One motif in “A Perfect Day for Bananafish” is sight. First, two of the characters’ names are highly symbolic. Seymour Glass’s first name sounds like the words “see more,” and his surname is a material known for transparency. When readers meet Sybil, she is repeating Seymour’s name to her mother over and over as if it were a phrase:

"See more glass," said Sybil Carpenter, who was staying at the hotel with her mother. "Did you see more glass?"

Sybil’s name is also a reference to sight: Sybil is derived from the Greek word for a female prophet capable of seeing into the future. Seymour and Sybil are thus linked together by their apparent capacity for clarity of vision. Seymour is aware of the connotations of Sybil’s name:

“Ah, Sharon Lipschutz,” said the young man. “How that name comes up. Mixing memory and desire.”

Although he refers to Sharon Lipschutz’s name, “Mixing memory and desire” is a quote from "The Wasteland" by T. S. Eliot. The poem begins with an epigraph from a Latin text talking about a sibyl. Possibly, Seymour feels kinship with Sybil because of this link. However, his desire for similarity between himself and the child disrupts his ability to see clearly: Seymour mistakes Sybil's yellow swimsuit for blue, like his own.
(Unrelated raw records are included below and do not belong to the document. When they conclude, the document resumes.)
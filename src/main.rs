use tracing::info;

fn main() -> anyhow::Result<()> {
    // Init tracing to stderr
    tracing_subscriber::fmt()
        .with_writer(std::io::stderr)
        .with_env_filter(
            tracing_subscriber::EnvFilter::try_from_default_env()
                .unwrap_or_else(|_| tracing_subscriber::EnvFilter::new("info")),
        )
        .init();

    info!("preloader starting");

    let cfg = preloader::config::load();
    preloader::window::run(cfg)?;
    Ok(())
}
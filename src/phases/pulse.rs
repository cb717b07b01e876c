//! Phase 2: radial gradient background with a two-part loader ring.
//!
//! The ring first grows from nothing to `min_loader_radius`. From then on it
//! is drawn at the halo radius, which keeps growing toward
//! `max_loader_radius` with a speed that decays past a threshold.

use std::f64::consts::PI;

use tracing::trace;

use super::{PhaseHandler, rotate_frame};
use crate::settings::{LABEL, LABEL_FONT_SIZE, LIGHTER_MAIN, MAIN, SECOND_ANIMATION, WHITE};
use crate::state::{AnimationState, Phase};
use crate::surface::{ArcStroke, RadialFill, Surface, TextStyle};

/// Start/end angles of the bottom and top halves of the loader ring.
pub fn loader_spans() -> [(f64, f64); 2] {
    let gap = SECOND_ANIMATION.loader_offset_between_parts;
    [(gap, PI - gap), (PI + gap, PI * 2.0 - gap)]
}

/// Radius the ring is drawn at: its own radius while growing, the halo
/// radius once fully grown.
pub fn loader_ring_radius(state: &AnimationState) -> f64 {
    if state.loader_radius >= SECOND_ANIMATION.min_loader_radius {
        state.increase_radius
    } else {
        state.loader_radius
    }
}

/// One step of the halo growth. Returns the new `(radius, speed)`.
///
/// The radius always advances by the speed it had entering this step; any
/// decay only shows up on the following step.
pub fn gradual_increase(increase_radius: f64, increase_speed: f64) -> (f64, f64) {
    let s = SECOND_ANIMATION;
    if increase_radius.trunc() >= s.max_loader_radius {
        return (increase_radius, increase_speed);
    }

    let threshold = (s.max_loader_radius - s.min_loader_radius) * s.percent_of_decrease / 100.0
        + s.min_loader_radius;

    let next_speed = if increase_radius >= threshold {
        (increase_speed - s.decrease_speed_of_increase_speed).max(s.min_increase_speed)
    } else {
        increase_speed
    };

    (increase_radius + increase_speed, next_speed)
}

/// One step of the label fade, bouncing between the min and max alpha.
pub fn fade_label(alpha: f64, rising: bool) -> (f64, bool) {
    let s = SECOND_ANIMATION;
    if rising {
        let next = alpha + s.text_alpha_speed;
        if next >= s.max_text_alpha {
            (s.max_text_alpha, false)
        } else {
            (next, true)
        }
    } else {
        let next = alpha - s.text_alpha_speed;
        if next <= s.min_text_alpha {
            (s.min_text_alpha, true)
        } else {
            (next, false)
        }
    }
}

pub struct PulsingLoader {
    label: String,
    font_size: f32,
}

impl PulsingLoader {
    pub fn new(label: impl Into<String>) -> Self {
        Self {
            label: label.into(),
            font_size: LABEL_FONT_SIZE,
        }
    }

    pub fn with_font_size(mut self, font_size: f32) -> Self {
        self.font_size = font_size;
        self
    }
}

impl PhaseHandler for PulsingLoader {
    fn phase(&self) -> Phase {
        Phase::Second
    }

    fn frame(&self, state: &AnimationState, surface: &mut dyn Surface) -> AnimationState {
        let s = SECOND_ANIMATION;
        let mut next = state.clone();

        let transform = rotate_frame(
            state,
            surface,
            state.rotate_accum + state.loader_rotate_accum,
            s.default_rotate_loader_value,
        );

        let (cx, cy) = state.center();
        let (cx, cy) = (cx as f32, cy as f32);

        surface.fill_radial(
            &RadialFill {
                cx,
                cy,
                radius: state.radius as f32,
                inner: MAIN,
                outer: LIGHTER_MAIN,
            },
            transform,
        );

        let ring = loader_ring_radius(state) as f32;
        for (start, end) in loader_spans() {
            let arc = ArcStroke {
                cx,
                cy,
                radius: ring,
                start_angle: start as f32,
                end_angle: end as f32,
                width: s.loader_line_width,
                color: WHITE,
            };
            surface.stroke_arc(&arc, transform);
        }

        // The label turns together with the background.
        surface.fill_text(
            &self.label,
            &TextStyle {
                x: cx,
                y: cy,
                size: self.font_size,
                color: LABEL,
                alpha: state.text_alpha as f32,
            },
            transform,
        );

        if state.loader_radius >= s.min_loader_radius {
            let (radius, speed) = gradual_increase(state.increase_radius, state.increase_speed);
            next.increase_radius = radius;
            next.increase_speed = speed;
        }

        next.transform = transform;
        next.resume = false;
        next.radius = if state.radius > state.device_diagonal {
            state.radius
        } else {
            (state.radius + s.background_radius_speed) * s.background_radius_acceleration
        };
        next.loader_radius = if state.loader_radius >= s.min_loader_radius {
            s.min_loader_radius
        } else {
            ((state.loader_radius + s.loader_speed) * s.loader_acceleration)
                .min(s.min_loader_radius)
        };
        next.loader_rotate_accum = state.loader_rotate_accum + s.default_rotate_loader_value;
        (next.text_alpha, next.text_alpha_rising) =
            fade_label(state.text_alpha, state.text_alpha_rising);

        trace!(
            radius = next.radius,
            loader = next.loader_radius,
            halo = next.increase_radius,
            "pulse frame"
        );
        next
    }
}

#[cfg(test)]
mod tests {
    use super::*;
    use crate::surface::{DrawCommand, RecordingSurface};
    use crate::transform::{rotate_about, rotation_of};
    use tiny_skia::Transform;

    fn second_phase_state() -> AnimationState {
        let mut state = AnimationState::new(1000.0, 1000.0);
        state.phase = Phase::Second;
        state.radius = 1.0;
        state
    }

    #[test]
    fn test_gradual_increase_before_threshold_keeps_speed() {
        let (r, v) = gradual_increase(150.0, 0.3);
        assert!((r - 150.3).abs() < 1e-9);
        assert_eq!(v, 0.3);
    }

    #[test]
    fn test_gradual_increase_decay_applies_next_tick() {
        let (r, v) = gradual_increase(160.0, 0.3);
        assert!((r - 160.3).abs() < 1e-9);
        assert!((v - 0.295).abs() < 1e-9);
    }

    #[test]
    fn test_gradual_increase_speed_floor() {
        let mut r = 160.0;
        let mut v = 0.3;
        for _ in 0..1000 {
            (r, v) = gradual_increase(r, v);
            assert!(v >= 0.1);
        }
        assert_eq!(v, 0.1);
    }

    #[test]
    fn test_gradual_increase_stops_at_max() {
        let (r, v) = gradual_increase(200.0, 0.1);
        assert_eq!((r, v), (200.0, 0.1));
        let (r2, v2) = gradual_increase(r, v);
        assert_eq!((r2, v2), (r, v));
        let (r3, v3) = gradual_increase(203.7, 0.25);
        assert_eq!((r3, v3), (203.7, 0.25));
    }

    #[test]
    fn test_gradual_increase_truncates_radius() {
        // 199.9 still counts as below the maximum.
        let (r, _) = gradual_increase(199.9, 0.1);
        assert!((r - 200.0).abs() < 1e-9);
    }

    #[test]
    fn test_fade_label_bounces() {
        let (a, rising) = fade_label(1.0, false);
        assert!((a - 0.992).abs() < 1e-9);
        assert!(!rising);

        let (a, rising) = fade_label(0.305, false);
        assert_eq!(a, 0.3);
        assert!(rising);

        let (a, rising) = fade_label(0.995, true);
        assert_eq!(a, 1.0);
        assert!(!rising);
    }

    #[test]
    fn test_frame_draws_background_ring_and_label() {
        let loader = PulsingLoader::new("Loading...");
        let state = second_phase_state();
        let mut surface = RecordingSurface::new();
        loader.frame(&state, &mut surface);

        let commands = &surface.commands;
        assert!(matches!(commands[0], DrawCommand::ClearRect(..)));
        assert!(matches!(
            commands[1],
            DrawCommand::FillRadial(fill, _) if fill.radius == 1.0 && fill.inner == MAIN
        ));
        assert_eq!(surface.arcs().len(), 2);
        assert!(commands.iter().any(
            |c| matches!(c, DrawCommand::FillText(text, style, _) if text == "Loading..." && style.alpha == 1.0)
        ));
    }

    fn label_and_background_transforms(surface: &RecordingSurface) -> (Transform, Transform) {
        let text = surface
            .commands
            .iter()
            .find_map(|c| match c {
                DrawCommand::FillText(_, _, t) => Some(*t),
                _ => None,
            })
            .expect("label drawn");
        let fill = surface
            .commands
            .iter()
            .find_map(|c| match c {
                DrawCommand::FillRadial(_, t) => Some(*t),
                _ => None,
            })
            .expect("background drawn");
        for cmd in &surface.commands {
            if let DrawCommand::StrokeArc(_, t) = cmd {
                assert_eq!(*t, fill);
            }
        }
        (text, fill)
    }

    #[test]
    fn test_label_turns_with_background() {
        let loader = PulsingLoader::new("Loading...");
        let mut state = second_phase_state();
        state.rotate_accum = 0.3;
        state.loader_rotate_accum = 0.2;
        state.transform = rotate_about(500.0, 500.0, 0.4);
        let base = rotation_of(&state.transform);

        let mut surface = RecordingSurface::new();
        loader.frame(&state, &mut surface);
        let (text, fill) = label_and_background_transforms(&surface);
        assert_eq!(text, fill);
        assert!((rotation_of(&text) - (base + PI / 50.0)).abs() < 1e-5);

        state.resume = true;
        let mut surface = RecordingSurface::new();
        loader.frame(&state, &mut surface);
        let (text, fill) = label_and_background_transforms(&surface);
        assert_eq!(text, fill);
        assert!((rotation_of(&text) - (base + 0.5)).abs() < 1e-5);
    }

    #[test]
    fn test_background_grows_then_holds() {
        let loader = PulsingLoader::new("");
        let mut state = second_phase_state();
        let next = loader.frame(&state, &mut RecordingSurface::new());
        assert!((next.radius - (1.0 + 5.0) * 1.15).abs() < 1e-9);

        state.radius = state.device_diagonal + 10.0;
        let held = loader.frame(&state, &mut RecordingSurface::new());
        assert_eq!(held.radius, state.radius);
    }

    #[test]
    fn test_ring_grows_to_minimum_then_halo_takes_over() {
        let loader = PulsingLoader::new("");
        let mut state = second_phase_state();
        let mut surface = RecordingSurface::new();

        let mut ticks = 0;
        while state.loader_radius < 150.0 {
            state = loader.frame(&state, &mut surface);
            assert!(state.loader_radius <= 150.0);
            assert_eq!(state.increase_radius, 150.0);
            ticks += 1;
            assert!(ticks < 100);
        }

        surface.take();
        let next = loader.frame(&state, &mut surface);
        assert_eq!(surface.arcs()[0].radius, 150.0);
        assert!((next.increase_radius - 150.3).abs() < 1e-9);
        assert_eq!(next.loader_radius, 150.0);
    }

    #[test]
    fn test_resume_uses_both_accumulators() {
        let loader = PulsingLoader::new("");
        let mut state = second_phase_state();
        state.rotate_accum = 0.5;
        state.loader_rotate_accum = 0.25;
        state.resume = true;

        let next = loader.frame(&state, &mut RecordingSurface::new());
        assert!(!next.resume);
        assert!((rotation_of(&next.transform) - 0.75).abs() < 1e-5);
        assert!((next.loader_rotate_accum - (0.25 + PI / 50.0)).abs() < 1e-9);
        assert_eq!(next.rotate_accum, 0.5);
    }

    #[test]
    fn test_never_leaves_second_phase() {
        let loader = PulsingLoader::new("");
        let mut state = second_phase_state();
        for _ in 0..2000 {
            state = loader.frame(&state, &mut RecordingSurface::new());
        }
        assert_eq!(state.phase, Phase::Second);
        assert!(state.increase_radius.trunc() >= 200.0);
    }
}
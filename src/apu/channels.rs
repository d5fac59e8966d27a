//! The five APU channels and the units they share.
//!
//! Timers here count in the unit they are clocked with: pulse, noise and DMC tick once per APU
//! cycle (every other CPU cycle), the triangle once per CPU cycle.
//!
//! - [APU Pulse](https://www.nesdev.org/wiki/APU_Pulse), [APU Sweep](https://www.nesdev.org/wiki/APU_Sweep)
//! - [APU Triangle](https://www.nesdev.org/wiki/APU_Triangle), [APU Noise](https://www.nesdev.org/wiki/APU_Noise)
//! - [APU DMC](https://www.nesdev.org/wiki/APU_DMC)
//! - [APU Length Counter](https://www.nesdev.org/wiki/APU_Length_Counter), [APU Envelope](https://www.nesdev.org/wiki/APU_Envelope)

/// Length counter lookup table: 5-bit index from register → count.
const LENGTH_TABLE: [u8; 32] = [
    10, 254, 20, 2, 40, 4, 80, 6, 160, 8, 60, 10, 14, 12, 26, 14, 12, 16, 24, 18, 48, 20, 96, 22,
    192, 24, 72, 26, 16, 28, 32, 30,
];

/// Pulse duty sequences, walked from step 0 downwards (0→7→6→…→1).
const PULSE_DUTY: [[u8; 8]; 4] = [
    [0, 0, 0, 0, 0, 0, 0, 1], // 12.5%
    [0, 0, 0, 0, 0, 0, 1, 1], // 25%
    [0, 0, 0, 0, 1, 1, 1, 1], // 50%
    [1, 1, 1, 1, 1, 1, 0, 0], // 25% negated
];

/// Triangle 32-step waveform: 15 down to 0, then 0 up to 15.
const TRIANGLE_SEQUENCE: [u8; 32] = [
    15, 14, 13, 12, 11, 10, 9, 8, 7, 6, 5, 4, 3, 2, 1, 0, 0, 1, 2, 3, 4, 5, 6, 7, 8, 9, 10, 11, 12,
    13, 14, 15,
];

/// Noise periods (NTSC) in APU cycles.
const NOISE_PERIOD_TABLE: [u16; 16] = [
    2, 4, 8, 16, 32, 48, 64, 80, 101, 127, 190, 254, 381, 508, 1017, 2034,
];

/// DMC bit periods (NTSC) in APU cycles.
const DMC_RATE_TABLE: [u16; 16] = [
    214, 190, 170, 160, 143, 127, 113, 107, 95, 80, 71, 64, 53, 42, 36, 27,
];

// -----------------------------------------------------------------------------
// Shared units
// -----------------------------------------------------------------------------

/// Length counter: silences a channel after a programmed duration unless halted.
#[derive(Debug, Default, Clone)]
pub struct LengthCounter {
    enabled: bool,
    halt: bool,
    counter: u8,
}

impl LengthCounter {
    /// Load from a 5-bit table index; ignored while the channel is disabled in $4015.
    pub fn load(&mut self, index: u8) {
        if self.enabled {
            self.counter = LENGTH_TABLE[index as usize & 0x1F];
        }
    }

    pub fn set_enabled(&mut self, enabled: bool) {
        self.enabled = enabled;
        if !enabled {
            self.counter = 0;
        }
    }

    pub fn set_halt(&mut self, halt: bool) {
        self.halt = halt;
    }

    /// Half-frame clock.
    pub fn clock(&mut self) {
        if !self.halt && self.counter > 0 {
            self.counter -= 1;
        }
    }

    pub fn active(&self) -> bool {
        self.counter > 0
    }

    pub fn counter(&self) -> u8 {
        self.counter
    }
}

/// Volume envelope: constant volume, or a 15→0 decay (optionally looping) at a divided rate.
#[derive(Debug, Default, Clone)]
pub struct Envelope {
    start: bool,
    looping: bool,
    constant: bool,
    /// Constant volume, or the divider period when decaying.
    volume: u8,
    divider: u8,
    decay: u8,
}

impl Envelope {
    /// Low six bits of $4000/$4004/$400C: loop (shared with length halt), constant, volume.
    pub fn write(&mut self, data: u8) {
        self.looping = data & 0x20 != 0;
        self.constant = data & 0x10 != 0;
        self.volume = data & 0x0F;
    }

    pub fn restart(&mut self) {
        self.start = true;
    }

    /// Quarter-frame clock.
    pub fn clock(&mut self) {
        if self.start {
            self.start = false;
            self.decay = 15;
            self.divider = self.volume;
        } else if self.divider > 0 {
            self.divider -= 1;
        } else {
            self.divider = self.volume;
            if self.decay > 0 {
                self.decay -= 1;
            } else if self.looping {
                self.decay = 15;
            }
        }
    }

    pub fn output(&self) -> u8 {
        if self.constant { self.volume } else { self.decay }
    }
}

// -----------------------------------------------------------------------------
// Pulse ($4000–$4003 pulse 1, $4004–$4007 pulse 2)
// -----------------------------------------------------------------------------

/// Which pulse channel; they differ in how the sweep unit negates.
#[derive(Debug, Clone, Copy, PartialEq, Eq, Default)]
pub enum PulseId {
    #[default]
    One,
    Two,
}

#[derive(Debug, Default, Clone)]
pub struct Pulse {
    id: PulseId,
    duty: u8,
    step: u8,
    timer: u16,
    period: u16,
    pub length: LengthCounter,
    envelope: Envelope,
    sweep_enabled: bool,
    sweep_period: u8,
    sweep_negate: bool,
    sweep_shift: u8,
    sweep_divider: u8,
    sweep_reload: bool,
}

impl Pulse {
    pub fn new(id: PulseId) -> Self {
        Self {
            id,
            ..Self::default()
        }
    }

    /// Write one of the channel's four registers (`reg` = address & 3).
    pub fn write(&mut self, reg: u16, data: u8) {
        match reg & 3 {
            0 => {
                self.duty = data >> 6;
                self.length.set_halt(data & 0x20 != 0);
                self.envelope.write(data);
            }
            1 => {
                self.sweep_enabled = data & 0x80 != 0;
                self.sweep_period = (data >> 4) & 7;
                self.sweep_negate = data & 0x08 != 0;
                self.sweep_shift = data & 7;
                self.sweep_reload = true;
            }
            2 => self.period = (self.period & 0x0700) | data as u16,
            _ => {
                self.period = (self.period & 0x00FF) | ((data as u16 & 7) << 8);
                self.length.load(data >> 3);
                self.envelope.restart();
                self.step = 0;
            }
        }
    }

    /// Period the sweep unit would move to. Pulse 1 negates with ones' complement, pulse 2 with
    /// two's complement.
    pub fn target_period(&self) -> u16 {
        let change = self.period >> self.sweep_shift;
        if !self.sweep_negate {
            return self.period + change;
        }
        match self.id {
            PulseId::One => self.period.saturating_sub(change + 1),
            PulseId::Two => self.period.saturating_sub(change),
        }
    }

    /// The sweep unit silences the channel for ultrasonic periods or an out-of-range target,
    /// whether or not sweeping is enabled.
    fn sweep_muted(&self) -> bool {
        self.period < 8 || self.target_period() > 0x7FF
    }

    pub fn clock_timer(&mut self) {
        if self.timer == 0 {
            self.timer = self.period;
            self.step = self.step.wrapping_sub(1) & 7;
        } else {
            self.timer -= 1;
        }
    }

    pub fn clock_envelope(&mut self) {
        self.envelope.clock();
    }

    /// Half-frame clock: length counter and sweep.
    pub fn clock_half_frame(&mut self) {
        self.length.clock();
        if self.sweep_divider == 0
            && self.sweep_enabled
            && self.sweep_shift > 0
            && !self.sweep_muted()
        {
            self.period = self.target_period();
        }
        if self.sweep_divider == 0 || self.sweep_reload {
            self.sweep_divider = self.sweep_period;
            self.sweep_reload = false;
        } else {
            self.sweep_divider -= 1;
        }
    }

    pub fn sample(&self) -> u8 {
        if !self.length.active()
            || self.sweep_muted()
            || PULSE_DUTY[self.duty as usize][self.step as usize] == 0
        {
            return 0;
        }
        self.envelope.output()
    }
}

// -----------------------------------------------------------------------------
// Triangle ($4008–$400B)
// -----------------------------------------------------------------------------

#[derive(Debug, Default, Clone)]
pub struct Triangle {
    step: u8,
    timer: u16,
    period: u16,
    pub length: LengthCounter,
    /// Control flag: halts the length counter and keeps the linear counter reloading.
    control: bool,
    linear_load: u8,
    linear_counter: u8,
    linear_reload: bool,
}

impl Triangle {
    pub fn write(&mut self, reg: u16, data: u8) {
        match reg & 3 {
            0 => {
                self.control = data & 0x80 != 0;
                self.length.set_halt(self.control);
                self.linear_load = data & 0x7F;
            }
            1 => {}
            2 => self.period = (self.period & 0x0700) | data as u16,
            _ => {
                self.period = (self.period & 0x00FF) | ((data as u16 & 7) << 8);
                self.length.load(data >> 3);
                self.linear_reload = true;
            }
        }
    }

    /// Clocked every CPU cycle; the sequencer only moves while both counters are non-zero.
    pub fn clock_timer(&mut self) {
        if self.timer == 0 {
            self.timer = self.period;
            if self.length.active() && self.linear_counter > 0 {
                self.step = (self.step + 1) & 31;
            }
        } else {
            self.timer -= 1;
        }
    }

    /// Quarter-frame clock.
    pub fn clock_linear(&mut self) {
        if self.linear_reload {
            self.linear_counter = self.linear_load;
        } else if self.linear_counter > 0 {
            self.linear_counter -= 1;
        }
        if !self.control {
            self.linear_reload = false;
        }
    }

    /// Ultrasonic periods (< 2) are silenced to avoid popping.
    pub fn sample(&self) -> u8 {
        if !self.length.active() || self.linear_counter == 0 || self.period < 2 {
            return 0;
        }
        TRIANGLE_SEQUENCE[self.step as usize]
    }
}

// -----------------------------------------------------------------------------
// Noise ($400C–$400F)
// -----------------------------------------------------------------------------

#[derive(Debug, Clone)]
pub struct Noise {
    /// 15-bit LFSR.
    shift: u16,
    /// Short mode: feedback from bit 6 instead of bit 1.
    short_mode: bool,
    timer: u16,
    period: u16,
    pub length: LengthCounter,
    envelope: Envelope,
}

impl Default for Noise {
    fn default() -> Self {
        Self {
            shift: 1,
            short_mode: false,
            timer: 0,
            period: NOISE_PERIOD_TABLE[0],
            length: LengthCounter::default(),
            envelope: Envelope::default(),
        }
    }
}

impl Noise {
    pub fn write(&mut self, reg: u16, data: u8) {
        match reg & 3 {
            0 => {
                self.length.set_halt(data & 0x20 != 0);
                self.envelope.write(data);
            }
            1 => {}
            2 => {
                self.short_mode = data & 0x80 != 0;
                self.period = NOISE_PERIOD_TABLE[data as usize & 0x0F];
            }
            _ => {
                self.length.load(data >> 3);
                self.envelope.restart();
            }
        }
    }

    pub fn clock_timer(&mut self) {
        if self.timer == 0 {
            // Table periods count APU cycles between shifts.
            self.timer = self.period - 1;
            let tap = if self.short_mode { 6 } else { 1 };
            let feedback = (self.shift & 1) ^ ((self.shift >> tap) & 1);
            self.shift = (self.shift >> 1) | (feedback << 14);
        } else {
            self.timer -= 1;
        }
    }

    pub fn clock_envelope(&mut self) {
        self.envelope.clock();
    }

    pub fn sample(&self) -> u8 {
        if !self.length.active() || self.shift & 1 != 0 {
            return 0;
        }
        self.envelope.output()
    }
}

// -----------------------------------------------------------------------------
// DMC ($4010–$4013)
// -----------------------------------------------------------------------------

/// Delta modulation channel. Sample bytes are fetched by the console through the CPU bus
/// whenever [`Dmc::fetch_address`] asks for one.
#[derive(Debug, Clone)]
pub struct Dmc {
    irq_enabled: bool,
    looping: bool,
    timer: u16,
    period: u16,
    level: u8,
    sample_addr: u16,
    sample_len: u16,
    current_addr: u16,
    bytes_remaining: u16,
    buffer: Option<u8>,
    shift: u8,
    bits_remaining: u8,
    silence: bool,
    irq: bool,
}

impl Default for Dmc {
    fn default() -> Self {
        Self {
            irq_enabled: false,
            looping: false,
            timer: 0,
            period: DMC_RATE_TABLE[0],
            level: 0,
            sample_addr: 0xC000,
            sample_len: 1,
            current_addr: 0xC000,
            bytes_remaining: 0,
            buffer: None,
            shift: 0,
            bits_remaining: 8,
            silence: true,
            irq: false,
        }
    }
}

impl Dmc {
    pub fn write(&mut self, reg: u16, data: u8) {
        match reg & 3 {
            0 => {
                self.irq_enabled = data & 0x80 != 0;
                if !self.irq_enabled {
                    self.irq = false;
                }
                self.looping = data & 0x40 != 0;
                self.period = DMC_RATE_TABLE[data as usize & 0x0F];
            }
            // Direct load.
            1 => self.level = data & 0x7F,
            2 => self.sample_addr = 0xC000 + data as u16 * 64,
            _ => self.sample_len = data as u16 * 16 + 1,
        }
    }

    /// $4015 bit 4. Enabling with nothing left to play restarts the sample; any write clears the
    /// DMC interrupt.
    pub fn set_enabled(&mut self, enabled: bool) {
        self.irq = false;
        if !enabled {
            self.bytes_remaining = 0;
        } else if self.bytes_remaining == 0 {
            self.restart();
        }
    }

    fn restart(&mut self) {
        self.current_addr = self.sample_addr;
        self.bytes_remaining = self.sample_len;
    }

    pub fn active(&self) -> bool {
        self.bytes_remaining > 0
    }

    pub fn irq(&self) -> bool {
        self.irq
    }

    /// Address the memory reader wants next, if the sample buffer is empty.
    pub fn fetch_address(&self) -> Option<u16> {
        (self.buffer.is_none() && self.bytes_remaining > 0).then_some(self.current_addr)
    }

    /// Deliver the byte read from [`fetch_address`](Self::fetch_address).
    pub fn feed(&mut self, byte: u8) {
        self.buffer = Some(byte);
        self.current_addr = match self.current_addr {
            0xFFFF => 0x8000,
            addr => addr + 1,
        };
        self.bytes_remaining = self.bytes_remaining.saturating_sub(1);
        if self.bytes_remaining == 0 {
            if self.looping {
                self.restart();
            } else if self.irq_enabled {
                self.irq = true;
            }
        }
    }

    /// One APU cycle of the output unit.
    pub fn clock_timer(&mut self) {
        if self.timer > 0 {
            self.timer -= 1;
            return;
        }
        self.timer = self.period - 1;

        if !self.silence {
            if self.shift & 1 != 0 {
                if self.level <= 125 {
                    self.level += 2;
                }
            } else if self.level >= 2 {
                self.level -= 2;
            }
        }
        self.shift >>= 1;

        self.bits_remaining -= 1;
        if self.bits_remaining == 0 {
            self.bits_remaining = 8;
            match self.buffer.take() {
                Some(byte) => {
                    self.shift = byte;
                    self.silence = false;
                }
                None => self.silence = true,
            }
        }
    }

    pub fn sample(&self) -> u8 {
        self.level
    }
}
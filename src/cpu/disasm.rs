//! Side-effect-free disassembler for debuggers and the CPU trace log.

use crate::{
    bus::CpuBus,
    cpu::instructions::{INSTRUCTIONS, Mode},
};

/// Disassemble the instruction at `addr`. Returns the text and the address of the next
/// instruction. Undocumented opcodes are prefixed with `*` as in nestest logs.
///
/// Only inspection reads are issued, so disassembling across PPU or controller registers does
/// not disturb them.
pub fn disassemble<B: CpuBus>(bus: &mut B, addr: u16) -> (String, u16) {
    let opcode = bus.read(addr, false);
    let instruction = INSTRUCTIONS[opcode as usize];
    let lo = bus.read(addr.wrapping_add(1), false);
    let hi = bus.read(addr.wrapping_add(2), false);
    let word = u16::from_le_bytes([lo, hi]);
    let next = addr
        .wrapping_add(1)
        .wrapping_add(instruction.mode.operand_len());

    let operand = match instruction.mode {
        Mode::Implied => String::new(),
        Mode::Accumulator => "A".to_string(),
        Mode::Immediate => format!("#${lo:02X}"),
        Mode::ZeroPage => format!("${lo:02X}"),
        Mode::ZeroPageX => format!("${lo:02X},X"),
        Mode::ZeroPageY => format!("${lo:02X},Y"),
        Mode::Absolute => format!("${word:04X}"),
        Mode::AbsoluteX => format!("${word:04X},X"),
        Mode::AbsoluteY => format!("${word:04X},Y"),
        Mode::Indirect => format!("(${word:04X})"),
        Mode::IndirectX => format!("(${lo:02X},X)"),
        Mode::IndirectY => format!("(${lo:02X}),Y"),
        Mode::Relative => format!("${:04X}", next.wrapping_add(lo as i8 as u16)),
    };

    let prefix = if instruction.is_undocumented(opcode) { "*" } else { " " };
    let text = format!("{prefix}{} {operand}", instruction.op.mnemonic());
    (text.trim_end().to_string(), next)
}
When they go into the water, Sybil and Seymour go looking for bananafish, an elusive underwater creature which Seymour has just invented. Sybil claims to have seen a bananafish carrying six bananas. Sybil and Seymour are able to share a fantasy, "seeing" what they have really just imagined. At the same time, the bananafish are no more trivial than Muriel's supposedly more sensible and real world of fashion and bingo. Instead, they seem to represent a terrible, senseless gluttony lurking beneath the surface of the world. Thus, sight in the story is not just literal sight or even the truth—rather, the motif is somewhat ambiguous, but the creeping violence of the childish bananafish fantasy seems linked to Seymour's sudden fear of the woman in the elevator looking at his feet. He initially wants to see with Sybil, but maybe, in the end, his sight is corrupting or simply unlivable.